Kann Depression Sinn machen?

Krisen als Schicksal, Machsal oder Trausal

Depressionen werden heute in der Psychiatrie regelhaft als funktionelle Störungen des Gehirns betrachtet, wobei diese Störungen oft mit Veränderungen des Hirngewebes in Verbindung gebracht werden. Es wird zwar wieder vermehrt festgestellt, dass diverse Lebensbelastungen depressive Episoden auslösen, doch wird kaum danach gefragt, ob der Depression auch eine Sinn machende Reaktionsweise zugrunde liegen könne. Das vorherrschende Konzept geht primär von einer somatischen Störung aus und nicht von einer physiologischen Bewahrungsreaktion, die sich sekundär z.B. durch Maladaptation ins Krankhafte steigern kann.

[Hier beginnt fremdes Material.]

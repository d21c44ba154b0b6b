//! Elementwise operators.

use super::{Args, ShapeResult};
use crate::algorithms::{broadcast, broadcast3, unary, ShapeError};
use crate::invocation::{bool_tensor, tensor, Invocation};
use crate::library::{LibraryError, ShapeLibrary};
use crate::signature::{signature, NONE};

/// Operators with a single tensor operand and no parameters.
const UNARY_OPS: &[&str] = &[
    "aten::tanh",
    "aten::erf",
    "aten::sigmoid",
    "aten::hardsigmoid",
    "aten::square",
    "aten::hardswish",
    "aten::silu",
    "aten::exp",
    "aten::sin",
    "aten::cos",
    "aten::sqrt",
    "aten::neg",
    "aten::floor",
    "aten::detach",
    "aten::log2",
    "aten::rsqrt",
    "aten::abs",
    "aten::reciprocal",
    "aten::ceil",
    "aten::log",
    "aten::relu",
    "aten::zero.functional",
];

/// Comparisons and arithmetic between a tensor and a scalar.
const SCALAR_OPS: &[&str] = &[
    "aten::eq.Scalar",
    "aten::ne.Scalar",
    "aten::gt.Scalar",
    "aten::ge.Scalar",
    "aten::le.Scalar",
    "aten::lt.Scalar",
    "aten::mul.Scalar",
    "aten::div.Scalar",
    "aten::floor_divide.Scalar",
];

/// Scalar arithmetic with a multiplier for the scalar operand.
const SCALAR_ALPHA_OPS: &[&str] = &["aten::add.Scalar", "aten::sub.Scalar", "aten::rsub.Scalar"];

/// Binary operators which broadcast their operands.
const BROADCAST_OPS: &[&str] = &[
    "aten::mul.Tensor",
    "aten::div.Tensor",
    "aten::__and__.Tensor",
    "aten::minimum",
    "aten::maximum",
    "aten::bitwise_and.Tensor",
    "aten::logical_or",
    "aten::eq.Tensor",
    "aten::gt.Tensor",
    "aten::lt.Tensor",
];

fn unary_op(args: &Args) -> ShapeResult {
    Ok(unary(&args.tensor("self")?).into())
}

fn unary_invocations() -> impl Iterator<Item = Invocation> {
    [
        Invocation::new([tensor(&[])]),
        Invocation::new([tensor(&[2, 3])]),
        Invocation::new([tensor(&[0, 4])]),
    ]
    .into_iter()
}

fn binary_op(args: &Args) -> ShapeResult {
    Ok(broadcast(&args.tensor("self")?, &args.tensor("other")?)?.into())
}

fn binary_invocations() -> impl Iterator<Item = Invocation> {
    [
        Invocation::new([tensor(&[2, 3]), tensor(&[2, 3])]),
        Invocation::new([tensor(&[2, 3]), tensor(&[3])]),
        Invocation::new([tensor(&[1, 3]), tensor(&[4, 1])]),
        Invocation::new([tensor(&[2, 3]), tensor(&[])]),
        Invocation::error([tensor(&[2, 3]), tensor(&[4])]),
        Invocation::error([tensor(&[2, 3]), tensor(&[3, 3])]),
    ]
    .into_iter()
}

/// Shape of a backward operator whose gradient and saved input broadcast
/// together.
fn backward_op(args: &Args) -> ShapeResult {
    let grad = args.tensor("grad_output")?;
    let other = args
        .opt_tensor("output")
        .or_else(|_| args.opt_tensor("self"))?
        .unwrap_or_default();
    Ok(broadcast(&grad, &other)?.into())
}

fn backward_invocations() -> impl Iterator<Item = Invocation> {
    [
        Invocation::new([tensor(&[2, 3]), tensor(&[2, 3])]),
        Invocation::new([tensor(&[2, 3]), tensor(&[3])]),
        Invocation::error([tensor(&[2, 3]), tensor(&[4])]),
    ]
    .into_iter()
}

fn gelu(args: &Args) -> ShapeResult {
    match args.str("approximate")?.as_str() {
        "none" | "tanh" => Ok(unary(&args.tensor("self")?).into()),
        _ => Err(ShapeError::InvalidValue(
            "approximate must be \"none\" or \"tanh\"",
        )),
    }
}

fn gelu_backward(args: &Args) -> ShapeResult {
    match args.str("approximate")?.as_str() {
        "none" | "tanh" => backward_op(args),
        _ => Err(ShapeError::InvalidValue(
            "approximate must be \"none\" or \"tanh\"",
        )),
    }
}

fn clamp(args: &Args) -> ShapeResult {
    if args.opt_float("min")?.is_none() && args.opt_float("max")?.is_none() {
        return Err(ShapeError::InvalidValue(
            "at least one of min or max must not be None",
        ));
    }
    unary_op(args)
}

fn dropout(args: &Args) -> ShapeResult {
    let p = args.float("p")?;
    if !(0.0..=1.0).contains(&p) {
        return Err(ShapeError::InvalidValue(
            "dropout probability has to be between 0 and 1",
        ));
    }
    Ok(unary(&args.tensor("input")?).into())
}

fn masked_fill(args: &Args) -> ShapeResult {
    Ok(broadcast(&args.tensor("self")?, &args.tensor("mask")?)?.into())
}

fn where_self(args: &Args) -> ShapeResult {
    Ok(broadcast3(
        &args.tensor("condition")?,
        &args.tensor("self")?,
        &args.tensor("other")?,
    )?
    .into())
}

fn where_scalar(args: &Args) -> ShapeResult {
    Ok(unary(&args.tensor("condition")?).into())
}

fn where_scalar_other(args: &Args) -> ShapeResult {
    Ok(broadcast(&args.tensor("condition")?, &args.tensor("self")?)?.into())
}

fn where_scalar_self(args: &Args) -> ShapeResult {
    Ok(broadcast(&args.tensor("condition")?, &args.tensor("other")?)?.into())
}

fn lerp(args: &Args) -> ShapeResult {
    Ok(broadcast3(
        &args.tensor("self")?,
        &args.tensor("end")?,
        &args.tensor("weight")?,
    )?
    .into())
}

fn addc_op(args: &Args) -> ShapeResult {
    Ok(broadcast3(
        &args.tensor("self")?,
        &args.tensor("tensor1")?,
        &args.tensor("tensor2")?,
    )?
    .into())
}

fn ternary_invocations() -> impl Iterator<Item = Invocation> {
    [
        Invocation::new([tensor(&[2, 3]), tensor(&[2, 3]), tensor(&[2, 3])]),
        Invocation::new([tensor(&[2, 1]), tensor(&[3]), tensor(&[])]),
        Invocation::new([tensor(&[4, 1, 1]), tensor(&[1, 2, 1]), tensor(&[3])]),
        Invocation::error([tensor(&[2, 3]), tensor(&[2, 3]), tensor(&[2])]),
    ]
    .into_iter()
}

pub(crate) fn register(lib: &mut ShapeLibrary) -> Result<(), LibraryError> {
    for &op in UNARY_OPS {
        lib.register(op, signature!["self": Tensor => 1], unary_op)?
            .invocations(unary_invocations());
    }

    lib.register(
        "aten::hardtanh",
        signature!["self": Tensor, "min_val": Float = -1.0, "max_val": Float = 1.0 => 1],
        unary_op,
    )?
    .invocations([
        Invocation::new([tensor(&[2, 3])]),
        Invocation::new([tensor(&[2, 3]), 0.0.into(), 6.0.into()]),
    ]);

    lib.register(
        "aten::gelu",
        signature!["self": Tensor, "approximate": Str = "none" => 1],
        gelu,
    )?
    .invocations([
        Invocation::new([tensor(&[2, 3])]),
        Invocation::new([tensor(&[4])]).kwarg("approximate", "tanh"),
        Invocation::error([tensor(&[4])]).kwarg("approximate", "fast"),
    ]);

    lib.register(
        "aten::leaky_relu",
        signature!["self": Tensor, "negative_slope": Float = 0.01 => 1],
        unary_op,
    )?
    .invocations([
        Invocation::new([tensor(&[2, 3])]),
        Invocation::new([tensor(&[5]), 0.2.into()]),
    ]);

    lib.register(
        "aten::clamp",
        signature!["self": Tensor, "min": OptFloat = NONE, "max": OptFloat = NONE => 1],
        clamp,
    )?
    .invocations([
        Invocation::new([tensor(&[2, 3]), 0.0.into()]),
        Invocation::new([tensor(&[2, 3])]).kwarg("max", 1),
        Invocation::new([tensor(&[]), (-1.0).into(), 1.0.into()]),
        Invocation::error([tensor(&[2, 3])]),
    ]);

    lib.register(
        "aten::threshold",
        signature!["self": Tensor, "threshold": Float, "value": Float => 1],
        unary_op,
    )?
    .invocations([
        Invocation::new([tensor(&[2, 3]), 0.5.into(), 0.0.into()]),
        Invocation::error([tensor(&[2, 3]), 0.5.into()]),
    ]);

    lib.register(
        "aten::dropout",
        signature!["input": Tensor, "p": Float, "train": Bool => 1],
        dropout,
    )?
    .invocations([
        Invocation::new([tensor(&[2, 3]), 0.5.into(), false.into()]),
        Invocation::new([tensor(&[8]), 0.0.into(), true.into()]),
        Invocation::error([tensor(&[2]), 1.5.into(), true.into()]),
    ]);

    lib.register(
        "aten::bernoulli",
        signature!["self": Tensor, "generator": Any = NONE => 1],
        unary_op,
    )?
    .invocations([Invocation::new([tensor(&[2, 3])])]);

    lib.register(
        "aten::tanh_backward",
        signature!["grad_output": Tensor, "output": Tensor => 1],
        backward_op,
    )?
    .invocations(backward_invocations());

    lib.register(
        "aten::gelu_backward",
        signature!["grad_output": Tensor, "self": Tensor, "approximate": Str = "none" => 1],
        gelu_backward,
    )?
    .invocations(backward_invocations().chain([
        Invocation::error([tensor(&[2]), tensor(&[2])]).kwarg("approximate", "fast"),
    ]));

    lib.register(
        "aten::threshold_backward",
        signature!["grad_output": Tensor, "self": Tensor, "threshold": Float => 1],
        backward_op,
    )?
    .invocations([
        Invocation::new([tensor(&[2, 3]), tensor(&[2, 3]), 0.0.into()]),
        Invocation::new([tensor(&[3]), tensor(&[2, 3]), 0.0.into()]),
        Invocation::error([tensor(&[2, 3]), tensor(&[4]), 0.0.into()]),
    ]);

    // Conversions and copies.
    lib.register(
        "aten::to.dtype",
        signature![
            "self": Tensor,
            "dtype": Int,
            "non_blocking": Bool = false,
            "copy": Bool = false,
            "memory_format": OptInt = NONE
            => 1
        ],
        unary_op,
    )?
    .invocations([
        Invocation::new([tensor(&[2, 3]), 4.into()]),
        Invocation::new([tensor(&[]), 6.into()]).kwarg("copy", true),
    ]);

    lib.register(
        "aten::to.dtype_layout",
        signature![
            "self": Tensor,
            "dtype": OptInt = NONE,
            "layout": OptInt = NONE,
            "device": OptDevice = NONE,
            "pin_memory": OptBool = NONE,
            "non_blocking": Bool = false,
            "copy": Bool = false,
            "memory_format": OptInt = NONE
            => 1
        ],
        unary_op,
    )?
    .invocations([Invocation::new([tensor(&[2, 3])]).kwarg("dtype", 6)]);

    lib.register(
        "aten::to.other",
        signature![
            "self": Tensor,
            "other": Tensor,
            "non_blocking": Bool = false,
            "copy": Bool = false,
            "memory_format": OptInt = NONE
            => 1
        ],
        unary_op,
    )?
    .invocations([
        Invocation::new([tensor(&[2, 3]), tensor(&[5])]),
        Invocation::new([tensor(&[2, 3]), bool_tensor(&[])]),
    ]);

    lib.register(
        "aten::_to_copy",
        signature![
            "self": Tensor,
            "dtype": OptInt = NONE,
            "layout": OptInt = NONE,
            "device": OptDevice = NONE,
            "pin_memory": OptBool = NONE,
            "non_blocking": Bool = false,
            "memory_format": OptInt = NONE
            => 1
        ],
        unary_op,
    )?
    .invocations([
        Invocation::new([tensor(&[2, 3])]),
        Invocation::new([tensor(&[4])]).kwarg("dtype", 4),
    ]);

    lib.register(
        "aten::type_as",
        signature!["self": Tensor, "other": Tensor => 1],
        unary_op,
    )?
    .invocations([Invocation::new([tensor(&[2, 3]), tensor(&[1])])]);

    lib.register(
        "aten::contiguous",
        signature!["self": Tensor, "memory_format": Int = 0 => 1],
        unary_op,
    )?
    .invocations([Invocation::new([tensor(&[2, 3])])]);

    lib.register(
        "aten::clone",
        signature!["self": Tensor, "memory_format": OptInt = NONE => 1],
        unary_op,
    )?
    .invocations([
        Invocation::new([tensor(&[2, 3])]),
        Invocation::new([tensor(&[])]),
    ]);

    // Tensor-scalar operators.
    for &op in SCALAR_OPS {
        lib.register(op, signature!["self": Tensor, "other": Float => 1], unary_op)?
            .invocations([
                Invocation::new([tensor(&[2, 3]), 2.into()]),
                Invocation::new([tensor(&[]), 0.5.into()]),
            ]);
    }
    for &op in SCALAR_ALPHA_OPS {
        lib.register(
            op,
            signature!["self": Tensor, "other": Float, "alpha": Float = 1.0 => 1],
            unary_op,
        )?
        .invocations([
            Invocation::new([tensor(&[2, 3]), 2.into()]),
            Invocation::new([tensor(&[4]), 1.5.into()]).kwarg("alpha", 2),
        ]);
    }
    lib.register(
        "aten::pow.Tensor_Scalar",
        signature!["self": Tensor, "exponent": Float => 1],
        unary_op,
    )?
    .invocations([
        Invocation::new([tensor(&[2, 3]), 2.into()]),
        Invocation::new([tensor(&[]), 0.5.into()]),
    ]);

    lib.register(
        "aten::masked_fill.Scalar",
        signature!["self": Tensor, "mask": Tensor, "value": Float => 1],
        masked_fill,
    )?
    .invocations([
        Invocation::new([tensor(&[2, 3]), bool_tensor(&[2, 3]), 0.into()]),
        Invocation::new([tensor(&[2, 3]), bool_tensor(&[3]), 1.5.into()]),
        Invocation::new([tensor(&[3]), bool_tensor(&[2, 3]), 1.5.into()]),
        Invocation::error([tensor(&[2, 3]), bool_tensor(&[4]), 0.into()]),
    ]);

    // Broadcasting binary operators.
    for op in ["aten::add.Tensor", "aten::sub.Tensor"] {
        lib.register(
            op,
            signature!["self": Tensor, "other": Tensor, "alpha": Float = 1.0 => 1],
            binary_op,
        )?
        .invocations(binary_invocations().chain([
            Invocation::new([tensor(&[2]), tensor(&[2])]).kwarg("alpha", 2),
        ]));
    }
    for &op in BROADCAST_OPS {
        lib.register(op, signature!["self": Tensor, "other": Tensor => 1], binary_op)?
            .invocations(binary_invocations());
    }

    lib.register(
        "aten::where.self",
        signature!["condition": Tensor, "self": Tensor, "other": Tensor => 1],
        where_self,
    )?
    .invocations([
        Invocation::new([bool_tensor(&[2, 3]), tensor(&[2, 3]), tensor(&[2, 3])]),
        Invocation::new([bool_tensor(&[3]), tensor(&[2, 1]), tensor(&[])]),
        Invocation::error([bool_tensor(&[4]), tensor(&[2, 3]), tensor(&[3])]),
    ]);
    lib.register(
        "aten::where.Scalar",
        signature!["condition": Tensor, "self": Float, "other": Float => 1],
        where_scalar,
    )?
    .invocations([Invocation::new([bool_tensor(&[2, 3]), 1.into(), 0.into()])]);
    lib.register(
        "aten::where.ScalarOther",
        signature!["condition": Tensor, "self": Tensor, "other": Float => 1],
        where_scalar_other,
    )?
    .invocations([
        Invocation::new([bool_tensor(&[2, 3]), tensor(&[3]), 0.into()]),
        Invocation::error([bool_tensor(&[2, 3]), tensor(&[2]), 0.into()]),
    ]);
    lib.register(
        "aten::where.ScalarSelf",
        signature!["condition": Tensor, "self": Float, "other": Tensor => 1],
        where_scalar_self,
    )?
    .invocations([
        Invocation::new([bool_tensor(&[3]), 1.into(), tensor(&[2, 3])]),
        Invocation::error([bool_tensor(&[2, 3]), 1.into(), tensor(&[2])]),
    ]);

    lib.register(
        "aten::lerp.Tensor",
        signature!["self": Tensor, "end": Tensor, "weight": Tensor => 1],
        lerp,
    )?
    .invocations(ternary_invocations());

    for op in ["aten::addcmul", "aten::addcdiv"] {
        lib.register(
            op,
            signature![
                "self": Tensor,
                "tensor1": Tensor,
                "tensor2": Tensor,
                "value": Float = 1.0
                => 1
            ],
            addc_op,
        )?
        .invocations(ternary_invocations());
    }

    Ok(())
}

Es macht aber für die Betroffenen und ihre Prognose einen großen Unterschied, wie eine depressive Krise verstanden wird: Sei es eher fatalistisch (als körperliches Schicksal), eher frustran (als Machsal bzw. verunmöglichte Selbstverwirklichung) oder eher akzeptierend (als Trausal bzw. als Herausforderung mit Botschaftscharakter). Neue vielversprechende Therapieansätze rücken statt der Pathologie das achtsame, nicht wertende Wahrnehmen von deprimierenden Gedanken und Gefühlen ins Zentrum. Besonders günstig wirkt sich aus, wenn sich ein Mensch bei belastenden Erfahrungen mit den dabei auftretenden negativen Gedanken oder Gefühlen nicht identifiziert, sondern sich bewusst bleibt, dass alles affektiv oder kognitiv Wahrgenommene einen tieferen Grund in ihm voraussetzt, der unhintergehbar ist und das Leiden transzendiert.